The Federal German Constitutional Court in Karlsruhe issued a current decision in all seriousness that this is not a constitutional right. Youths are not to be positively influenced by popularity, but through positive models, through exemplary action.
In Duesseldorf I know a Dominican monk and a Franciscan monk, both being concerned with the homeless and drug addicts. The scene accepts the help of both of them without reservation. Granting aid may be a question of religion, its acceptance - certainly not.
Help for drug addicts must be oriented on what has to be done for them and what can be reached with them and that without any return.
Help for the seriously ill must be help without any expectancy. Such help is to be granted from the fundamental ethical /moral and Christian motivation. Subsequent, therapeutic interventions with drug addicts must attain the necessary social and emotional reintegration of the drug addicts into a therapeutic process. Drug addicts must learn basic social attitudes, in particular they must learn to leave the primary regressive basic pattern of drug addiction, that others care for them and this without any return consideration.
However, development of the socially requisite system of rights and obligations cannot be the prerequisite for granting elementary help.
I do not wish society as it is today; I hope I have not been a contributory cause as to how it is presented today. When I was young, we talked of violent crimes in low voice, when children were around. Nowadays, anyone can experience violence superabundantly, for example, in the “soul-searching striptease” of a criminal on television, or on the other hand in a so-called show also offering children “entertainment”, for example, as to whether three lovers are better for a lonely suburban housewife than two.
We are constantly evolving a world with a dearth in orientation, with egocentric leanings and lack of helpfulness. True, many may donate record sums for tsunami victims, however, people in cities carry on regardless when passers-by are beaten up or the homeless freeze to death in a back alley.
Each of us may know that serious help reaches those in need, that meaningful help alleviates harm, that help is – naturally – not only a state mission, but a demand made on each of us individually as well.
A human being is God’s creation, the cities - not. They have turned into what we have made of them, what we permitted, what we perhaps have not yet changed. Sven Hedin said many years ago: “ It is never too late to do what is right.”

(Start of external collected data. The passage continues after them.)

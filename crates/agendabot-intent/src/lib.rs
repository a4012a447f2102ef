//! Intent engine for AgendaBot.
//!
//! This crate provides:
//!
//! - **Lexical matching**: fuzzy keyword detection with synonym expansion
//!   via [`matcher::LexicalMatcher`].
//! - **Synonym sources**: the injectable [`synonyms::SynonymSource`]
//!   capability plus in-memory and cached implementations.
//! - **Intent classification**: priority-ordered mapping of utterances to
//!   [`classifier::Intent`] via [`classifier::IntentClassifier`].

pub mod classifier;
pub mod error;
pub mod matcher;
pub mod synonyms;

pub use classifier::{Classification, Intent, IntentClassifier, MatchVia, frequency_detail_prompt};
pub use error::{IntentError, Result};
pub use matcher::{
    DEFAULT_THRESHOLD, KeywordSet, LexicalMatcher, MatchOutcome, similarity, tokenize,
};
pub use synonyms::{CachedSynonyms, NoSynonyms, PORTUGUESE, StaticSynonyms, SynonymSource};
//! Intent engine error types.
//!
//! Errors here never reach the user: the matcher treats a failed synonym
//! lookup as "no synonyms" and logs it.  They exist so synonym sources can
//! report what went wrong.

/// Unified error type for the intent engine.
#[derive(Debug, thiserror::Error)]
pub enum IntentError {
    /// A synonym source failed to answer for a word.
    #[error("synonym lookup failed for `{word}` ({language}): {reason}")]
    LookupFailed {
        word: String,
        language: String,
        reason: String,
    },
}

/// Convenience alias used throughout the intent crate.
pub type Result<T> = std::result::Result<T, IntentError>;
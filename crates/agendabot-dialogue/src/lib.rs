//! Scheduling dialogue for AgendaBot.
//!
//! This crate provides:
//!
//! - **Field validation**: dates, times and list fields via [`validate`].
//! - **Data model**: [`request::ScheduleRequest`] and its wire payload.
//! - **Collection**: the per-field transition function
//!   [`machine::Collection::advance`] and the blocking [`machine::collect`].
//! - **Sessions**: the top-level state machine [`session::transition`] and
//!   the [`session::Session`] that owns it for one conversation.
//! - **Submission seam**: the [`submit::ScheduleSubmitter`] trait.

pub mod error;
pub mod machine;
pub mod request;
pub mod session;
pub mod submit;
pub mod validate;

pub use error::{DialogueError, FieldError, Result};
pub use machine::{Advance, Collection, Dates, InputProvider, collect};
pub use request::{
    DetailsPayload, Frequency, FrequencyDetails, IntervalHours, ScheduleDate, SchedulePayload,
    ScheduleRequest,
};
pub use session::{
    DialogueState, EXIT_TOKENS, Effect, FAREWELL, GREETING, Reply, Session, is_exit, normalize,
    transition,
};
pub use submit::{ScheduleSubmitter, SubmissionResult, format_summary};
pub use validate::{validate_date, validate_time, validate_weekday_list};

Acting correctly means providing honest help for the needy, naturally for needy drug addicts as well. Requisite help includes a roof over your head, food and provision of elementary needs this as a Christian precept; further meaningful help must include intervention against addiction, as combating the cause of the drug addicts` suffering.
Drug addicts are to be reached through honesty and meaningful offers without restrictions and direct demands. Here, workable relations are to be evolved in order to accompany addicts in intervention to a life in liberty without addiction.
Only they are really free who are also free of addiction.
Thank you very much for your kind attention!